* Exercise data

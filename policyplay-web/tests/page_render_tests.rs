use futures::executor::block_on;
use policyplay_core::{
    Ball, EscapeResults, GameSession, GameType, Leaderboard, Level, PolicySummary, QuestionPhase,
    QuizSelection, RoomAnswer, RoomNumber, RoomStatus, RoomView, Scenario, TapResults,
    TapSubmitResponse, User,
};
use policyplay_web::pages::escape_play::{EscapePlayPage, EscapeView};
use policyplay_web::pages::escape_results::EscapeResultsPage;
use policyplay_web::pages::game_play::GamePlayPage;
use policyplay_web::pages::games::GamesPage;
use policyplay_web::pages::home::HomePage;
use policyplay_web::pages::leaderboard::LeaderboardPage;
use policyplay_web::pages::login::LoginPage;
use policyplay_web::pages::not_found::NotFound;
use policyplay_web::pages::tap_play::{TapPlayPage, TapView};
use policyplay_web::pages::tap_results::TapResultsPage;
use yew::{AttrValue, Callback, LocalServerRenderer};

fn player() -> User {
    User {
        id: "u1".into(),
        email: "sam@example.com".into(),
        name: "Sam".into(),
        role: "user".into(),
        created_at: None,
    }
}

fn policy() -> PolicySummary {
    PolicySummary {
        policy_id: "p1".into(),
        title: "Remote Work".into(),
        filename: "remote.pdf".into(),
        rules_count: 4,
        clauses_count: 9,
        uploaded_by: None,
        uploaded_at: None,
    }
}

fn tap_view(phase: QuestionPhase) -> TapView {
    TapView {
        question: Some("Who signs off on VPN exceptions?".into()),
        index: 0,
        total: 3,
        level: Level::Beginner,
        phase,
        balls: vec![Ball {
            id: 0,
            option: "Security lead".into(),
            correct: true,
            x_percent: 40.0,
            z_index: 1,
            spawn_offset_ms: 0,
            fall_ms: 15_000,
            spawned: true,
            landed: false,
        }],
        score: 12,
        countdown: None,
        explosion: None,
        confetti: false,
        feedback: None,
        alert: None,
    }
}

#[test]
fn home_offers_sign_in_to_visitors_and_games_to_players() {
    policyplay_web::i18n::set_lang("en");
    let anon = policyplay_web::pages::home::Props {
        user: None,
        on_navigate: Callback::noop(),
    };
    let html = block_on(LocalServerRenderer::<HomePage>::with_props(anon).render());
    assert!(html.contains("home-login"));
    assert!(html.contains("home-signup"));
    assert!(!html.contains("home-games"));
    assert!(html.contains("AI-Powered"));

    let signed_in = policyplay_web::pages::home::Props {
        user: Some(player()),
        on_navigate: Callback::noop(),
    };
    let html = block_on(LocalServerRenderer::<HomePage>::with_props(signed_in).render());
    assert!(html.contains("home-games"));
    assert!(html.contains("home-tap"));
    assert!(html.contains("home-escape"));
    assert!(!html.contains("home-login"));
}

#[test]
fn login_page_switches_copy_for_admins() {
    policyplay_web::i18n::set_lang("en");
    let props = policyplay_web::pages::login::Props {
        admin: true,
        busy: false,
        error: Some(AttrValue::from("Invalid credentials")),
        on_submit: Callback::noop(),
        on_navigate: Callback::noop(),
    };
    let html = block_on(LocalServerRenderer::<LoginPage>::with_props(props).render());
    assert!(html.contains("admin_login-page"));
    assert!(html.contains("Admin Login"));
    assert!(html.contains("Invalid credentials"));
}

#[test]
fn not_found_links_home() {
    policyplay_web::i18n::set_lang("en");
    let props = policyplay_web::pages::not_found::Props {
        on_go_home: Callback::noop(),
    };
    let html = block_on(LocalServerRenderer::<NotFound>::with_props(props).render());
    assert!(html.contains("not-found"));
    assert!(html.contains("Go Home"));
}

#[test]
fn games_page_lists_policies_with_generate_buttons() {
    policyplay_web::i18n::set_lang("en");
    let props = policyplay_web::pages::games::Props {
        loading: false,
        policies: vec![policy()],
        expanded: None,
        expanded_games: None,
        generating: None,
        error: None,
        on_toggle: Callback::noop(),
        on_generate: Callback::noop(),
        on_play: Callback::noop(),
    };
    let html = block_on(LocalServerRenderer::<GamesPage>::with_props(props).render());
    assert!(html.contains("games-page"));
    assert!(html.contains("Remote Work"));
    assert!(html.contains("generate-p1"));
}

#[test]
fn scenario_game_renders_lettered_options() {
    policyplay_web::i18n::set_lang("en");
    let session = GameSession {
        session_id: "s1".into(),
        policy_id: "p1".into(),
        game_type: GameType::Scenario,
        scenario: Some(Scenario {
            scenario_text: "A contractor asks for the guest Wi-Fi password.".into(),
            options: vec!["Share it".into(), "Refer them to IT".into()],
            correct_answer: 1,
            explanation: String::new(),
            policy_rule_used: String::new(),
        }),
        violation_scenario: None,
        created_at: None,
    };
    let props = policyplay_web::pages::game_play::Props {
        session: Some(session),
        selection: QuizSelection::Option(1),
        result: None,
        submitting: false,
        error: None,
        on_pick_option: Callback::noop(),
        on_select_text: Callback::noop(),
        on_submit: Callback::noop(),
        on_back: Callback::noop(),
    };
    let html = block_on(LocalServerRenderer::<GamePlayPage>::with_props(props).render());
    assert!(html.contains("quiz-option-0"));
    assert!(html.contains("quiz-option-1"));
    assert!(html.contains("Refer them to IT"));
    assert!(html.contains("aria-pressed=\"true\""));
}

#[test]
fn leaderboard_without_entries_shows_empty_state() {
    policyplay_web::i18n::set_lang("en");
    let props = policyplay_web::pages::leaderboard::Props {
        board: Some(Leaderboard::default()),
        error: None,
    };
    let html = block_on(LocalServerRenderer::<LeaderboardPage>::with_props(props).render());
    assert!(html.contains("leaderboard-empty"));
}

#[test]
fn halted_tap_round_offers_retry() {
    policyplay_web::i18n::set_lang("en");
    let mut view = tap_view(QuestionPhase::Halted);
    view.alert = Some("Failed to submit answer: offline".into());
    let props = policyplay_web::pages::tap_play::Props {
        view: Some(view),
        on_tap: Callback::noop(),
        on_retry: Callback::noop(),
        on_quit: Callback::noop(),
    };
    let html = block_on(LocalServerRenderer::<TapPlayPage>::with_props(props).render());
    assert!(html.contains("tap-retry"));
    assert!(html.contains("Failed to submit answer: offline"));
    assert!(html.contains("tap-ball-0"));
}

#[test]
fn tap_feedback_and_missed_banners_follow_phase() {
    policyplay_web::i18n::set_lang("en");
    let mut answered = tap_view(QuestionPhase::Transition);
    answered.feedback = Some(TapSubmitResponse {
        correct: true,
        points: 12,
        new_score: 12,
        correct_answer: "Security lead".into(),
        message: None,
    });
    let props = policyplay_web::pages::tap_play::Props {
        view: Some(answered),
        on_tap: Callback::noop(),
        on_retry: Callback::noop(),
        on_quit: Callback::noop(),
    };
    let html = block_on(LocalServerRenderer::<TapPlayPage>::with_props(props).render());
    assert!(html.contains("tap-feedback"));
    assert!(html.contains("+12"));
    assert!(!html.contains("tap-retry"));

    let props = policyplay_web::pages::tap_play::Props {
        view: Some(tap_view(QuestionPhase::Missed)),
        on_tap: Callback::noop(),
        on_retry: Callback::noop(),
        on_quit: Callback::noop(),
    };
    let html = block_on(LocalServerRenderer::<TapPlayPage>::with_props(props).render());
    assert!(html.contains("tap-missed"));
}

#[test]
fn tap_results_show_accuracy() {
    policyplay_web::i18n::set_lang("en");
    let props = policyplay_web::pages::tap_results::Props {
        results: Some(TapResults {
            attempt_id: "tap-9".into(),
            final_score: 27,
            correct_answers: 3,
            wrong_answers: 1,
            missed_answers: 0,
            time_taken: 42,
        }),
        on_play_again: Callback::noop(),
        on_leaderboard: Callback::noop(),
    };
    let html = block_on(LocalServerRenderer::<TapResultsPage>::with_props(props).render());
    assert!(html.contains("tap-final-score"));
    assert!(html.contains("75%"));
    assert!(html.contains("42s"));
}

#[test]
fn escape_room_renders_current_puzzle_and_progress() {
    policyplay_web::i18n::set_lang("en");
    let view = EscapeView {
        room: RoomNumber::FIRST,
        puzzle: RoomView::Definition {
            term: "Confidential data".into(),
            options: vec!["Public filings".into(), "Restricted to named roles".into()],
        },
        answer: RoomAnswer::Selection("Public filings".into()),
        score: 0,
        room_status: RoomStatus::default(),
        result: None,
        submitting: false,
        can_submit: true,
        started_at_ms: 0,
    };
    let props = policyplay_web::pages::escape_play::Props {
        view: Some(view),
        error: None,
        on_select: Callback::noop(),
        on_fix: Callback::noop(),
        on_master: Callback::noop(),
        on_submit: Callback::noop(),
        on_next: Callback::noop(),
        on_quit: Callback::noop(),
    };
    let html = block_on(LocalServerRenderer::<EscapePlayPage>::with_props(props).render());
    assert!(html.contains("escape-room-title"));
    assert!(html.contains("Definitions Chamber"));
    assert!(html.contains("escape-option-1"));
    assert!(html.contains("escape-progress"));
    assert!(html.contains("escape-submit"));
}

#[test]
fn escape_results_distinguish_missing_from_loading() {
    policyplay_web::i18n::set_lang("en");
    let missing = policyplay_web::pages::escape_results::Props {
        results: None,
        missing: true,
        on_play_again: Callback::noop(),
        on_leaderboard: Callback::noop(),
    };
    let html = block_on(LocalServerRenderer::<EscapeResultsPage>::with_props(missing).render());
    assert!(html.contains("escape-results-missing"));

    let found = policyplay_web::pages::escape_results::Props {
        results: Some(EscapeResults {
            attempt_id: "esc-1".into(),
            final_score: 140,
            time_taken: 125,
            rooms_completed: vec!["1".into(), "2".into()],
        }),
        missing: false,
        on_play_again: Callback::noop(),
        on_leaderboard: Callback::noop(),
    };
    let html = block_on(LocalServerRenderer::<EscapeResultsPage>::with_props(found).render());
    assert!(html.contains("escape-final-score"));
    assert!(html.contains("02:05"));
    assert!(html.contains(" / 5"));
}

* Work task
Search the records for the string "Public", and copy every line that holds it.

* Exercise output
            options: vec!["Public filings".into(), "Restricted to named roles".into()],
        answer: RoomAnswer::Selection("Public filings".into()),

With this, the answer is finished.